** What is being asked **
Here is the task for the records below: repeat exactly the lines from the one with "for point in" to the one with "and never shrinks", both included, and nothing else.

** Records **
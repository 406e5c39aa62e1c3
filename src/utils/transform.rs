//! Affine geometry between an image and the fixed network frame
//!
//! The image is fitted into the frame by a center/scale affine that keeps the
//! aspect ratio. The same warp routine moves pixels into the frame and moves
//! logits back out of it, so both directions share one sampling convention:
//! integer coordinates are pixel centres and taps outside the source read 0.

use crate::error::{Result, WardrobeError};
use nalgebra::{Matrix3, Point2, Vector2};
use ndarray::Array3;

/// 2x3 affine transform stored homogeneously
#[derive(Debug, Clone, Copy, PartialEq)]
pub struct AffineTransform {
    matrix: Matrix3<f64>,
}

impl AffineTransform {
    #[must_use]
    pub fn identity() -> Self {
        Self {
            matrix: Matrix3::identity(),
        }
    }

    /// Build from a homogeneous matrix; the last row is forced to `[0, 0, 1]`
    #[must_use]
    pub fn from_matrix(mut matrix: Matrix3<f64>) -> Self {
        matrix[(2, 0)] = 0.0;
        matrix[(2, 1)] = 0.0;
        matrix[(2, 2)] = 1.0;
        Self { matrix }
    }

    /// Solve the affine that maps each `src` point onto the matching `dst` point
    ///
    /// # Errors
    /// - The source points are collinear
    pub fn from_triangles(src: [Point2<f64>; 3], dst: [Point2<f64>; 3]) -> Result<Self> {
        let homogeneous = |p: [Point2<f64>; 3]| {
            Matrix3::new(
                p[0].x, p[1].x, p[2].x, //
                p[0].y, p[1].y, p[2].y, //
                1.0, 1.0, 1.0,
            )
        };

        let src_inv = homogeneous(src).try_inverse().ok_or_else(|| {
            WardrobeError::processing_stage_error(
                "affine",
                "source triangle is degenerate",
                None,
            )
        })?;

        Ok(Self::from_matrix(homogeneous(dst) * src_inv))
    }

    /// Map a point through the transform
    #[must_use]
    pub fn apply(&self, x: f64, y: f64) -> (f64, f64) {
        let m = &self.matrix;
        (
            m[(0, 0)] * x + m[(0, 1)] * y + m[(0, 2)],
            m[(1, 0)] * x + m[(1, 1)] * y + m[(1, 2)],
        )
    }

    /// Exact algebraic inverse
    ///
    /// # Errors
    /// - The linear part is singular
    pub fn inverse(&self) -> Result<Self> {
        self.matrix
            .try_inverse()
            .map(Self::from_matrix)
            .ok_or_else(|| {
                WardrobeError::processing_stage_error(
                    "affine",
                    "transform is singular and cannot be inverted",
                    None,
                )
            })
    }

    #[must_use]
    pub fn matrix(&self) -> &Matrix3<f64> {
        &self.matrix
    }
}

/// Center and scale of the whole-image box, grown to the frame aspect ratio.
///
/// The box spans `(0, 0)` to `(width - 1, height - 1)`. The center is taken
/// from the uncorrected box; only the scale is widened or heightened.
/// Returns `(center, scale)` with both as `[x, y]`.
#[must_use]
pub fn aspect_corrected_box(width: u32, height: u32, aspect_ratio: f64) -> ([f64; 2], [f64; 2]) {
    let mut box_w = f64::from(width.saturating_sub(1));
    let mut box_h = f64::from(height.saturating_sub(1));
    let center = [box_w * 0.5, box_h * 0.5];

    if box_w > aspect_ratio * box_h {
        box_h = box_w / aspect_ratio;
    } else if box_w < aspect_ratio * box_h {
        box_w = box_h * aspect_ratio;
    }

    (center, [box_w, box_h])
}

fn rotate(point: Vector2<f64>, rotation_rad: f64) -> Vector2<f64> {
    let (sn, cs) = rotation_rad.sin_cos();
    Vector2::new(point.x * cs - point.y * sn, point.x * sn + point.y * cs)
}

fn third_point(a: Point2<f64>, b: Point2<f64>) -> Point2<f64> {
    let direct = a - b;
    b + Vector2::new(-direct.y, direct.x)
}

/// Affine mapping the box `(center, scale)` into a frame of `output_size`
/// `(height, width)`, optionally rotated by `rotation_deg`.
///
/// # Errors
/// - Zero-sized box (the point correspondences collapse)
pub fn get_affine_transform(
    center: [f64; 2],
    scale: [f64; 2],
    rotation_deg: f64,
    output_size: (u32, u32),
) -> Result<AffineTransform> {
    let src_w = scale[0];
    let dst_w = f64::from(output_size.1);
    let dst_h = f64::from(output_size.0);

    let rotation_rad = rotation_deg.to_radians();
    let src_dir = rotate(Vector2::new(0.0, src_w * -0.5), rotation_rad);
    let dst_dir = Vector2::new(0.0, (dst_w - 1.0) * -0.5);

    let src0 = Point2::new(center[0], center[1]);
    let src1 = src0 + src_dir;
    let dst0 = Point2::new((dst_w - 1.0) * 0.5, (dst_h - 1.0) * 0.5);
    let dst1 = dst0 + dst_dir;

    let src = [src0, src1, third_point(src0, src1)];
    let dst = [dst0, dst1, third_point(dst0, dst1)];

    AffineTransform::from_triangles(src, dst)
}

/// Everything needed to move data between one image and the network frame
#[derive(Debug, Clone)]
pub struct FrameGeometry {
    /// Image coordinates to frame coordinates
    pub forward: AffineTransform,
    /// Frame coordinates to image coordinates
    pub inverse: AffineTransform,
    pub center: [f64; 2],
    pub scale: [f64; 2],
    /// Source image as (width, height)
    pub source_size: (u32, u32),
    /// Network frame as (height, width)
    pub frame_size: (u32, u32),
}

impl FrameGeometry {
    /// Fit a `width` x `height` image into a frame of `frame_size` (height, width)
    ///
    /// # Errors
    /// - Empty image or frame
    /// - Degenerate box (1-pixel-wide or 1-pixel-tall on both axes)
    pub fn for_image(width: u32, height: u32, frame_size: (u32, u32)) -> Result<Self> {
        if width == 0 || height == 0 {
            return Err(WardrobeError::processing_stage_error(
                "geometry",
                "image has no pixels",
                Some(&format!("{}x{}", width, height)),
            ));
        }
        if width < 2 && height < 2 {
            return Err(WardrobeError::processing_stage_error(
                "geometry",
                "image too small, need at least 2 pixels along one side",
                Some(&format!("{}x{}", width, height)),
            ));
        }
        if frame_size.0 < 2 || frame_size.1 < 2 {
            return Err(WardrobeError::processing_stage_error(
                "geometry",
                "network frame must be at least 2x2",
                Some(&format!("{}x{}", frame_size.1, frame_size.0)),
            ));
        }

        let aspect_ratio = f64::from(frame_size.1) / f64::from(frame_size.0);
        let (center, scale) = aspect_corrected_box(width, height, aspect_ratio);
        let forward = get_affine_transform(center, scale, 0.0, frame_size)?;
        let inverse = forward.inverse()?;

        Ok(Self {
            forward,
            inverse,
            center,
            scale,
            source_size: (width, height),
            frame_size,
        })
    }
}

/// Warp an HWC array through `transform` (source to destination coordinates).
///
/// Each destination pixel samples the source at `transform⁻¹(x, y)` with
/// bilinear weights. Taps outside the source contribute zero, which yields a
/// constant black border.
///
/// # Errors
/// - `transform` is singular
#[allow(clippy::indexing_slicing)]
pub fn warp_affine(
    src: &Array3<f32>,
    transform: &AffineTransform,
    out_height: usize,
    out_width: usize,
) -> Result<Array3<f32>> {
    let inverse = transform.inverse()?;
    let (src_h, src_w, channels) = src.dim();
    let mut out = Array3::<f32>::zeros((out_height, out_width, channels));
    if src_h == 0 || src_w == 0 || channels == 0 {
        return Ok(out);
    }

    let max_x = src_w as i64;
    let max_y = src_h as i64;

    for y in 0..out_height {
        for x in 0..out_width {
            let (sx, sy) = inverse.apply(x as f64, y as f64);
            if !(sx > -1.0 && sy > -1.0 && sx < src_w as f64 && sy < src_h as f64) {
                continue;
            }

            let x0 = sx.floor();
            let y0 = sy.floor();
            let fx = (sx - x0) as f32;
            let fy = (sy - y0) as f32;
            let (x0, y0) = (x0 as i64, y0 as i64);

            let taps = [
                (x0, y0, (1.0 - fx) * (1.0 - fy)),
                (x0 + 1, y0, fx * (1.0 - fy)),
                (x0, y0 + 1, (1.0 - fx) * fy),
                (x0 + 1, y0 + 1, fx * fy),
            ];

            for (tx, ty, weight) in taps {
                if weight == 0.0 || tx < 0 || ty < 0 || tx >= max_x || ty >= max_y {
                    continue;
                }
                let (tx, ty) = (tx as usize, ty as usize);
                for c in 0..channels {
                    out[[y, x, c]] += weight * src[[ty, tx, c]];
                }
            }
        }
    }

    Ok(out)
}

#[cfg(test)]
mod tests {
    use super::*;

    fn assert_close(a: (f64, f64), b: (f64, f64), tol: f64) {
        assert!(
            (a.0 - b.0).abs() < tol && (a.1 - b.1).abs() < tol,
            "{:?} != {:?}",
            a,
            b
        );
    }

    #[test]
    fn test_transform_invertibility() {
        for rotation in [0.0, 15.0, -30.0, 90.0, 137.5] {
            let transform = get_affine_transform([320.0, 240.0], [640.0, 640.0], rotation, (473, 473))
                .unwrap();
            let inverse = transform.inverse().unwrap();

            for point in [(0.0, 0.0), (639.0, 479.0), (123.4, 56.7), (-10.0, 900.0)] {
                let forward = transform.apply(point.0, point.1);
                assert_close(inverse.apply(forward.0, forward.1), point, 1e-6);
            }

            let composed = transform.matrix() * inverse.matrix();
            assert!((composed - Matrix3::identity()).abs().max() < 1e-9);
        }
    }

    #[test]
    fn test_center_maps_to_frame_center() {
        let transform = get_affine_transform([99.5, 49.5], [199.0, 199.0], 0.0, (512, 512)).unwrap();
        assert_close(transform.apply(99.5, 49.5), (255.5, 255.5), 1e-9);
    }

    #[test]
    fn test_aspect_preservation() {
        // Landscape into a square frame: height grows to match width
        let (center, scale) = aspect_corrected_box(640, 480, 1.0);
        assert_eq!(center, [319.5, 239.5]);
        assert_eq!(scale, [639.0, 639.0]);

        // Portrait into a square frame: width grows to match height
        let (center, scale) = aspect_corrected_box(300, 801, 1.0);
        assert_eq!(center, [149.5, 400.0]);
        assert_eq!(scale, [800.0, 800.0]);

        // Non-square frame keeps the frame's aspect ratio and never shrinks
        let (_, scale) = aspect_corrected_box(101, 101, 2.0);
        assert!((scale[0] / scale[1] - 2.0).abs() < 1e-12);
        assert!(scale[0] >= 100.0 && scale[1] >= 100.0);
    }

    #[test]
    fn test_uniform_scaling_without_rotation() {
        let geometry = FrameGeometry::for_image(100, 50, (473, 473)).unwrap();
        let factor = 472.0 / 99.0;

        // Horizontal extremes land on the frame edges
        assert_close(geometry.forward.apply(0.0, 24.5), (0.0, 236.0), 1e-9);
        assert_close(geometry.forward.apply(99.0, 24.5), (472.0, 236.0), 1e-9);

        // Same factor on both axes
        let (_, top) = geometry.forward.apply(49.5, 0.0);
        assert!((236.0 - top - 24.5 * factor).abs() < 1e-9);
    }

    #[test]
    fn test_geometry_rejects_empty_input() {
        assert!(FrameGeometry::for_image(0, 10, (473, 473)).is_err());
        assert!(FrameGeometry::for_image(10, 10, (1, 473)).is_err());
    }

    #[test]
    fn test_geometry_rejects_single_pixel() {
        let err = FrameGeometry::for_image(1, 1, (473, 473)).unwrap_err();
        assert!(err.to_string().contains("image too small"), "{err}");

        // One-pixel-wide strips still define a box
        assert!(FrameGeometry::for_image(1, 40, (473, 473)).is_ok());
        assert!(FrameGeometry::for_image(40, 1, (473, 473)).is_ok());
    }

    #[test]
    fn test_singular_transform_fails() {
        let singular = AffineTransform::from_matrix(Matrix3::new(
            1.0, 2.0, 0.0, //
            2.0, 4.0, 0.0, //
            0.0, 0.0, 1.0,
        ));
        let err = singular.inverse().unwrap_err();
        assert!(matches!(err, WardrobeError::Processing(_)));
    }

    #[test]
    fn test_warp_identity() {
        let src = Array3::from_shape_fn((4, 5, 2), |(y, x, c)| (y * 10 + x + c * 100) as f32);
        let out = warp_affine(&src, &AffineTransform::identity(), 4, 5).unwrap();
        assert_eq!(out, src);
    }

    #[test]
    fn test_warp_translation_has_zero_border() {
        let src = Array3::from_shape_fn((3, 3, 1), |(y, x, _)| (y * 3 + x + 1) as f32);
        let shift = AffineTransform::from_matrix(Matrix3::new(
            1.0, 0.0, 1.0, //
            0.0, 1.0, 0.0, //
            0.0, 0.0, 1.0,
        ));
        let out = warp_affine(&src, &shift, 3, 3).unwrap();

        for y in 0..3 {
            assert_eq!(out[[y, 0, 0]], 0.0);
            assert_eq!(out[[y, 1, 0]], src[[y, 0, 0]]);
            assert_eq!(out[[y, 2, 0]], src[[y, 1, 0]]);
        }
    }

    #[test]
    fn test_warp_bilinear_midpoint() {
        let mut src = Array3::<f32>::zeros((1, 2, 1));
        src[[0, 0, 0]] = 0.0;
        src[[0, 1, 0]] = 10.0;
        // Destination x samples source at x / 2
        let half = AffineTransform::from_matrix(Matrix3::new(
            2.0, 0.0, 0.0, //
            0.0, 1.0, 0.0, //
            0.0, 0.0, 1.0,
        ));
        let out = warp_affine(&src, &half, 1, 3).unwrap();
        assert!((out[[0, 1, 0]] - 5.0).abs() < 1e-6);
        assert!((out[[0, 2, 0]] - 10.0).abs() < 1e-6);
    }
}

** Solution to this problem **
            for point in [(0.0, 0.0), (639.0, 479.0), (123.4, 56.7), (-10.0, 900.0)] {
                let forward = transform.apply(point.0, point.1);
                assert_close(inverse.apply(forward.0, forward.1), point, 1e-6);
            }

            let composed = transform.matrix() * inverse.matrix();
            assert!((composed - Matrix3::identity()).abs().max() < 1e-9);
        }
    }

    #[test]
    fn test_center_maps_to_frame_center() {
        let transform = get_affine_transform([99.5, 49.5], [199.0, 199.0], 0.0, (512, 512)).unwrap();
        assert_close(transform.apply(99.5, 49.5), (255.5, 255.5), 1e-9);
    }

    #[test]
    fn test_aspect_preservation() {
        // Landscape into a square frame: height grows to match width
        let (center, scale) = aspect_corrected_box(640, 480, 1.0);
        assert_eq!(center, [319.5, 239.5]);
        assert_eq!(scale, [639.0, 639.0]);

        // Portrait into a square frame: width grows to match height
        let (center, scale) = aspect_corrected_box(300, 801, 1.0);
        assert_eq!(center, [149.5, 400.0]);
        assert_eq!(scale, [800.0, 800.0]);

        // Non-square frame keeps the frame's aspect ratio and never shrinks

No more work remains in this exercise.